# [SOURCE RECORDS]
[Start of section]

// Cadenza
// Copyright (c) 2019-2024 The Project Cadenza Developers.
//
// This Source Code Form is subject to the terms of the Mozilla Public
// License, v. 2.0. If a copy of the MPL was not distributed with this
// file, You can obtain one at https://mozilla.org/MPL/2.0/.

use std::borrow::Cow;

use cadenza_core::errors::{decode_error, Result};
use cadenza_core::io::{BitWriterLtr, BufReader, FiniteStream, ReadBytes};

use log::warn;

/// A Vorbis comment block.
///
/// Each comment is an entry of the form `NAME=value`. Field names are case-insensitive ASCII.
/// Entries are kept in stream order.
///
/// The vendor string and the entries are held as the bytes read from the stream. Values are
/// normally UTF-8, but a block that is not is still written back byte for byte.
#[derive(Clone, Debug, Default, PartialEq, Eq)]
pub struct VorbisComment {
    /// The vendor string.
    pub vendor: Vec<u8>,
    /// The comment entries.
    pub comments: Vec<Vec<u8>>,
}

/// Splits a comment entry into its field name and value. Returns `None` if the entry has no `=`
/// separator.
pub fn split_entry(entry: &[u8]) -> Option<(&[u8], &[u8])> {
    let pos = entry.iter().position(|&c| c == b'=')?;
    Some((&entry[..pos], &entry[pos + 1..]))
}

/// Returns true if `name` is a legal field name: printable ASCII excluding `=`.
pub fn is_legal_field_name(name: &[u8]) -> bool {
    name.iter().all(|&c| (0x20..=0x7d).contains(&c) && c != b'=')
}

fn read_string(reader: &mut BufReader<'_>) -> Result<Vec<u8>> {
    // Lengths are little-endian.
    let len = reader.read_u32()?;

    let bytes = reader.read_buf_bytes_ref(len as usize)?;

    if std::str::from_utf8(bytes).is_err() {
        warn!("flac: vorbis comment string is not valid utf-8");
    }

    Ok(bytes.to_vec())
}

fn write_string(writer: &mut BitWriterLtr, s: &[u8]) {
    writer.write_bytes(&(s.len() as u32).to_le_bytes());
    writer.write_bytes(s);
}

impl VorbisComment {
    /// Instantiate an empty block with the given vendor string.
    pub fn new(vendor: &str) -> Self {
        VorbisComment { vendor: vendor.as_bytes().to_vec(), comments: Vec::new() }
    }

    pub(super) fn read(reader: &mut BufReader<'_>) -> Result<VorbisComment> {
        let vendor = read_string(reader)?;

        // Read the number of comments.
        let n_comments = reader.read_u32()? as u64;

        // Every comment is at least 4 bytes long.
        if n_comments > reader.bytes_available() / 4 {
            return decode_error("flac: vorbis comment count exceeds the block length");
        }

        let mut comments = Vec::with_capacity(n_comments as usize);

        for _ in 0..n_comments {
            comments.push(read_string(reader)?);
        }

        Ok(VorbisComment { vendor, comments })
    }

    pub(super) fn write(&self, writer: &mut BitWriterLtr) {
        write_string(writer, &self.vendor);
        writer.write_bytes(&(self.comments.len() as u32).to_le_bytes());

        for comment in self.comments.iter() {
            write_string(writer, comment);
        }
    }

    pub(super) fn encoded_len(&self) -> u64 {
        let comments: u64 = self.comments.iter().map(|c| 4 + c.len() as u64).sum();
        8 + self.vendor.len() as u64 + comments
    }

    /// Gets the vendor string. Invalid UTF-8 sequences are replaced.
    pub fn vendor_lossy(&self) -> Cow<'_, str> {
        String::from_utf8_lossy(&self.vendor)
    }

    /// Returns a block with exactly `n_comments` comments. Comments are truncated from the end, or
    /// new empty comments are appended.
    pub fn resize_comments(mut self, n_comments: usize) -> Self {
        self.comments.resize(n_comments, Vec::new());
        self
    }

    /// Appends an entry with the given field name and value.
    pub fn push_entry(&mut self, name: &str, value: &str) {
        self.comments.push(format!("{}={}", name, value).into_bytes());
    }

    /// Gets the values of all entries with the given field name, in stream order. Invalid UTF-8
    /// sequences in a value are replaced.
    pub fn entries_named<'a>(&'a self, name: &'a str) -> impl Iterator<Item = Cow<'a, str>> + 'a {
        self.comments.iter().filter_map(move |entry| match split_entry(entry) {
            Some((field, value)) if field.eq_ignore_ascii_case(name.as_bytes()) => {
                Some(String::from_utf8_lossy(value))
            }
            _ => None,
        })
    }

    /// Removes all entries with the given field name. Returns the number of entries removed.
    pub fn remove_entries_named(&mut self, name: &str) -> usize {
        let len = self.comments.len();

        self.comments.retain(|entry| match split_entry(entry) {
            Some((field, _)) => !field.eq_ignore_ascii_case(name.as_bytes()),
            None => true,
        });

        len - self.comments.len()
    }

    /// Returns true if every entry has a legal field name and a `=` separator.
    pub fn is_legal(&self) -> bool {
        self.comments.iter().all(|entry| match split_entry(entry) {
            Some((name, _)) => is_legal_field_name(name),
            None => false,
        })
    }
}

[End of section]

# [WHAT IS NEEDED]
Transcribe the lines above between the line holding "write_string(writer, &self.vendor);" and the line holding "value are replaced.", inclusive, exactly as they stand and with nothing added.

# [EXPECTED ANSWER]
        write_string(writer, &self.vendor);
        writer.write_bytes(&(self.comments.len() as u32).to_le_bytes());

        for comment in self.comments.iter() {
            write_string(writer, comment);
        }
    }

    pub(super) fn encoded_len(&self) -> u64 {
        let comments: u64 = self.comments.iter().map(|c| 4 + c.len() as u64).sum();
        8 + self.vendor.len() as u64 + comments
    }

    /// Gets the vendor string. Invalid UTF-8 sequences are replaced.
    pub fn vendor_lossy(&self) -> Cow<'_, str> {
        String::from_utf8_lossy(&self.vendor)
    }

    /// Returns a block with exactly `n_comments` comments. Comments are truncated from the end, or
    /// new empty comments are appended.
    pub fn resize_comments(mut self, n_comments: usize) -> Self {
        self.comments.resize(n_comments, Vec::new());
        self
    }

    /// Appends an entry with the given field name and value.
    pub fn push_entry(&mut self, name: &str, value: &str) {
        self.comments.push(format!("{}={}", name, value).into_bytes());
    }

    /// Gets the values of all entries with the given field name, in stream order. Invalid UTF-8
    /// sequences in a value are replaced.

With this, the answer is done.